The above difficulties can be alleviated by introducing an underdamped peaking. As depicted in Fig. 12(c), we keep the loading resistors of Fig. 12(a) but reduce the value to  $R_u$ . The output swing starts with a lower value of  $IR_u$  from dc and presents a gradual peaking of  $IR_{P2}$  at  $1/\sqrt{LC}$ . Here, we convert the series L-R network into an equivalent parallel combination L- $R_{P2}$ . The difference between Fig. 12(b) and (c) is that the  $R_{P2}$  in Fig. 12(c) now becomes predictable, because the physical resistor  $R_u$  is fully under our control. In other words,



Fig. 13. (a) Regular CML latch. (b) CML latch with inductive peaking. (c) Regeneration speed improvement as a function of  $g_{m3.4}R$ .
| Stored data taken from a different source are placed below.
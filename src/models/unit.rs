/// Unit of measure for a line item. The preset list is what the entry form
/// offers; anything else typed by the user is kept verbatim.
#[derive(Debug, Clone, PartialEq, Eq, Hash)]
pub(crate) enum Unit {
    Carton,
    Box,
    Kilogram,
    Liter,
    Piece,
    Other(String),
}

impl Unit {
    pub(crate) fn as_str(&self) -> &str {
        match self {
            Self::Carton => "Carton",
            Self::Box => "Box",
            Self::Kilogram => "Kilogram",
            Self::Liter => "Liter",
            Self::Piece => "Piece",
            Self::Other(label) => label,
        }
    }

    pub(crate) fn parse(s: &str) -> Self {
        let trimmed = s.trim();
        match trimmed.to_lowercase().as_str() {
            "carton" | "ctn" => Self::Carton,
            "box" => Self::Box,
            "kilogram" | "kg" => Self::Kilogram,
            "liter" | "litre" | "l" => Self::Liter,
            "piece" | "pc" | "pcs" => Self::Piece,
            _ => Self::Other(trimmed.to_string()),
        }
    }

    /// Exact inverse of [`as_str`](Self::as_str): only the preset labels map
    /// back to presets, everything else stays verbatim.
    pub(crate) fn from_label(s: &str) -> Self {
        Self::presets()
            .into_iter()
            .find(|u| u.as_str() == s)
            .unwrap_or_else(|| Self::Other(s.to_string()))
    }

    pub(crate) fn presets() -> [Unit; 5] {
        [
            Self::Carton,
            Self::Box,
            Self::Kilogram,
            Self::Liter,
            Self::Piece,
        ]
    }
}

impl Default for Unit {
    fn default() -> Self {
        Self::Piece
    }
}

impl std::fmt::Display for Unit {
    fn fmt(&self, f: &mut std::fmt::Formatter<'_>) -> std::fmt::Result {
        write!(f, "{}", self.as_str())
    }
}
we degenerate the tuned amplifier of Fig. 12(b) in such a way that its peaking and bandwidth become well-behaved to accommodate the desired operation points. As compared with that in Fig. 12(a), this buffer allows more efficient optimization of the gain and bandwidth. For example, if we choose  $\zeta = 0.25$ , then the equivalent Q = 2 and  $R_{P2} = 4R_u$ . To be more specific, this method plays a compromising role between the resistive and inductive loadings, alleviating bandwidth limitation and providing accurate swing control. Note that this structure is totally different from the purely inductive designs such as [18] and [19].
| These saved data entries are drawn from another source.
use std::collections::HashSet;
use std::fs::File;
use std::io::{BufReader, BufWriter, Read};
use std::path::{Path, PathBuf};

use crate::error::{StoreError, StoreResult};
use crate::models::{PaymentStatus, Record, RecordId, Schema, StoredRecord};
use crate::sheet;

/// Ordered line items for one ledger.
///
/// Every row gets a [`RecordId`] when it enters the store; ids survive edits
/// and deletes of other rows, positions do not. A store opened on a file
/// rewrites that whole file after each successful mutation.
pub(crate) struct RecordStore {
    schema: Schema,
    rows: Vec<StoredRecord>,
    next_id: u64,
    path: Option<PathBuf>,
}

impl RecordStore {
    /// Session-only store with no backing file.
    pub(crate) fn in_memory(schema: Schema) -> Self {
        Self {
            schema,
            rows: Vec::new(),
            next_id: 1,
            path: None,
        }
    }

    /// Load `path` and keep it as the backing file. A missing file gives an
    /// empty store; the file is created on the first mutation.
    pub(crate) fn open(path: &Path, schema: Schema) -> StoreResult<Self> {
        let mut store = Self::load_from(path, schema)?;
        store.path = Some(path.to_path_buf());
        Ok(store)
    }

    /// Whole-file load into a detached store.
    pub(crate) fn load_from(path: &Path, schema: Schema) -> StoreResult<Self> {
        let file = match File::open(path) {
            Ok(f) => f,
            Err(e) if e.kind() == std::io::ErrorKind::NotFound => {
                tracing::info!(path = %path.display(), "no store file yet, starting empty");
                return Ok(Self::in_memory(schema));
            }
            Err(e) => return Err(e.into()),
        };
        let store = Self::read_from(BufReader::new(file), schema)?;
        tracing::info!(path = %path.display(), records = store.len(), "loaded store");
        Ok(store)
    }

    /// A reader with no rows at all gives an empty store.
    pub(crate) fn read_from<R: Read>(reader: R, schema: Schema) -> StoreResult<Self> {
        let records = sheet::decode_store(reader, &schema)?;
        let mut store = Self::in_memory(schema);
        for record in records {
            store.push(record);
        }
        Ok(store)
    }

    /// Whole-file overwrite.
    pub(crate) fn persist_to(&self, path: &Path) -> StoreResult<()> {
        write_file(path, &self.schema, &self.rows)
    }

    /// Write `rows` to the backing file, then adopt them. On a failed write
    /// the store keeps its previous rows.
    fn commit(&mut self, rows: Vec<StoredRecord>) -> StoreResult<()> {
        if let Some(path) = &self.path {
            if let Err(e) = write_file(path, &self.schema, &rows) {
                tracing::warn!(
                    path = %path.display(),
                    error = %e,
                    "store write failed, change dropped"
                );
                return Err(e);
            }
        }
        self.rows = rows;
        Ok(())
    }

    fn push(&mut self, record: Record) -> RecordId {
        let id = self.allocate_id();
        self.rows.push(StoredRecord { id, record });
        id
    }

    fn allocate_id(&mut self) -> RecordId {
        let id = RecordId(self.next_id);
        self.next_id += 1;
        id
    }

    // ── Reads ─────────────────────────────────────────────────

    pub(crate) fn schema(&self) -> &Schema {
        &self.schema
    }

    pub(crate) fn path(&self) -> Option<&Path> {
        self.path.as_deref()
    }

    pub(crate) fn all(&self) -> &[StoredRecord] {
        &self.rows
    }

    pub(crate) fn len(&self) -> usize {
        self.rows.len()
    }

    pub(crate) fn is_empty(&self) -> bool {
        self.rows.is_empty()
    }

    pub(crate) fn get(&self, id: RecordId) -> Option<&StoredRecord> {
        self.rows.iter().find(|r| r.id == id)
    }

    pub(crate) fn position_of(&self, id: RecordId) -> Option<usize> {
        self.rows.iter().position(|r| r.id == id)
    }

    fn check_position(&self, position: usize) -> StoreResult<()> {
        if position < self.rows.len() {
            Ok(())
        } else {
            Err(StoreError::OutOfRange {
                position,
                len: self.rows.len(),
            })
        }
    }

    fn require(&self, id: RecordId) -> StoreResult<usize> {
        self.position_of(id).ok_or(StoreError::UnknownRecord(id))
    }

    // ── Mutations ─────────────────────────────────────────────

    pub(crate) fn append(&mut self, record: Record) -> StoreResult<RecordId> {
        let id = self.allocate_id();
        let mut rows = self.rows.clone();
        rows.push(StoredRecord { id, record });
        self.commit(rows)?;
        tracing::info!(%id, records = self.len(), "appended record");
        Ok(id)
    }

    /// Append a batch with a single write of the backing file.
    pub(crate) fn extend(&mut self, records: Vec<Record>) -> StoreResult<Vec<RecordId>> {
        if records.is_empty() {
            return Ok(Vec::new());
        }
        let mut rows = self.rows.clone();
        let ids: Vec<RecordId> = records
            .into_iter()
            .map(|record| {
                let id = self.allocate_id();
                rows.push(StoredRecord { id, record });
                id
            })
            .collect();
        self.commit(rows)?;
        tracing::info!(added = ids.len(), records = self.len(), "appended batch");
        Ok(ids)
    }

    /// Replace the whole row at `position`. The row keeps its id.
    pub(crate) fn update(&mut self, position: usize, record: Record) -> StoreResult<RecordId> {
        self.check_position(position)?;
        let mut rows = self.rows.clone();
        rows[position].record = record;
        let id = rows[position].id;
        self.commit(rows)?;
        tracing::info!(%id, position, "updated record");
        Ok(id)
    }

    pub(crate) fn update_by_id(&mut self, id: RecordId, record: Record) -> StoreResult<()> {
        let position = self.require(id)?;
        self.update(position, record)?;
        Ok(())
    }

    /// Remove the row at `position`; later rows move up by one.
    pub(crate) fn delete(&mut self, position: usize) -> StoreResult<StoredRecord> {
        self.check_position(position)?;
        let mut rows = self.rows.clone();
        let removed = rows.remove(position);
        self.commit(rows)?;
        tracing::info!(id = %removed.id, position, records = self.len(), "deleted record");
        Ok(removed)
    }

    pub(crate) fn delete_by_id(&mut self, id: RecordId) -> StoreResult<StoredRecord> {
        let position = self.require(id)?;
        self.delete(position)
    }

    pub(crate) fn set_status(&mut self, id: RecordId, status: PaymentStatus) -> StoreResult<()> {
        let position = self.require(id)?;
        if self.rows[position].status == Some(status) {
            return Ok(());
        }
        let mut rows = self.rows.clone();
        rows[position].record.status = Some(status);
        self.commit(rows)?;
        tracing::info!(%id, %status, "changed status");
        Ok(())
    }

    /// Flip every listed row that is still unpaid to paid. Rows are matched
    /// by id only. Returns how many rows changed.
    pub(crate) fn mark_paid(&mut self, ids: &HashSet<RecordId>) -> StoreResult<usize> {
        let mut rows = self.rows.clone();
        let mut changed = 0;
        for row in rows.iter_mut().filter(|r| ids.contains(&r.id)) {
            if row.is_unpaid() {
                row.record.status = Some(PaymentStatus::Paid);
                changed += 1;
            }
        }
        if changed > 0 {
            self.commit(rows)?;
        }
        tracing::info!(requested = ids.len(), changed, "marked records paid");
        Ok(changed)
    }
}

/// Write through a sibling temp file and rename it over `path`, so a failed
/// write never leaves a truncated store behind.
fn write_file(path: &Path, schema: &Schema, rows: &[StoredRecord]) -> StoreResult<()> {
    if let Some(parent) = path.parent() {
        if !parent.as_os_str().is_empty() {
            std::fs::create_dir_all(parent)?;
        }
    }
    let mut tmp = path.as_os_str().to_owned();
    tmp.push(".tmp");
    let tmp = PathBuf::from(tmp);

    let written = File::create(&tmp).map_err(StoreError::from).and_then(|file| {
        sheet::write_records(BufWriter::new(file), schema, rows.iter().map(|r| &r.record))
    });
    if let Err(e) = written {
        let _ = std::fs::remove_file(&tmp);
        return Err(e);
    }
    std::fs::rename(&tmp, path)?;
    tracing::debug!(path = %path.display(), records = rows.len(), "persisted store");
    Ok(())
}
To further increase the bandwidth, we cascade two stages with different peaking frequencies [Fig. 12(c)]. The split peaks enlarge the operation range significantly. In this design, we realize the peaking moderately to ensure a stable operation, i.e., the maximum peak only exceeds the dc gain by 2.7 dB. As a result, the -3-dB bandwidth of this clock buffer is about 24.6 GHz, which provides adequate margin for PVT variations. Note that the two-stage topology also achieves a good isolation for VCO, protecting it from being disturbed by the sampling flip-flop and the frequency detector. A reverse isolation ( $S_{12}$ ) of -74 dB is observed in simulation.

# B. Retiming Flipflop

The high data rate needs all blocks to operate in current mode. In this work, we also incorporate inductive peaking in each block to further speed up the circuits. Here we plot the conventional and proposed latches in Fig. 13 to make a comparison. While the peaking technique improves the sampling bandwidth of the  $M_1$ - $M_2$  pair, it also helps the regeneration of  $M_3$ - $M_4$ . To gain more insight, we first consider the ordinary CML latch without inductors [Fig. 13(a)]. Suppose the latch samples the input data at a position very close to the transition, i.e., the initial output  $V_{out,0}$  before the regeneration is very small. It can be shown in [20] that after a half-cycle regeneration, the output  $V_{out}$  becomes

$$V_{\text{out}} = V_{out,0} \exp\left[\frac{(g_{m3,4}R - 1)T_{CK}}{2RC}\right].$$
 (11)

Here,  $T_{CK}$  denotes the clock period and  $g_{m3,4}$  the transconductance of  $M_{3,4}$ . That is, the output increases exponentially with a time constant  $\tau_0 = RC/(g_{m3,4}R - 1)$ . With the help of inductive peaking, this process is expedited. Redrawing the latch with peaking inductor L and the equivalent model in regeneration mode [Fig. 13(b)], we calculate the output  $V_{\text{out}} (= V_X - V_Y)$ again:

$$LC\frac{d^2V_{\text{out}}}{dt^2} + (RC - g_{m3,4}L)\frac{dV_{\text{out}}}{dt} + (1 - g_{m3,4}R)V_{\text{out}} = 0.$$
(12)

For the most flat response [the damping factor  $\zeta = (R/2)\sqrt{C/L} = 0.7$ ], we obtain an explicit solution for



Fig. 14. Implementation of (a) mixer, (b) XOR gate, (c) delay cell, and (d) simulated waveforms.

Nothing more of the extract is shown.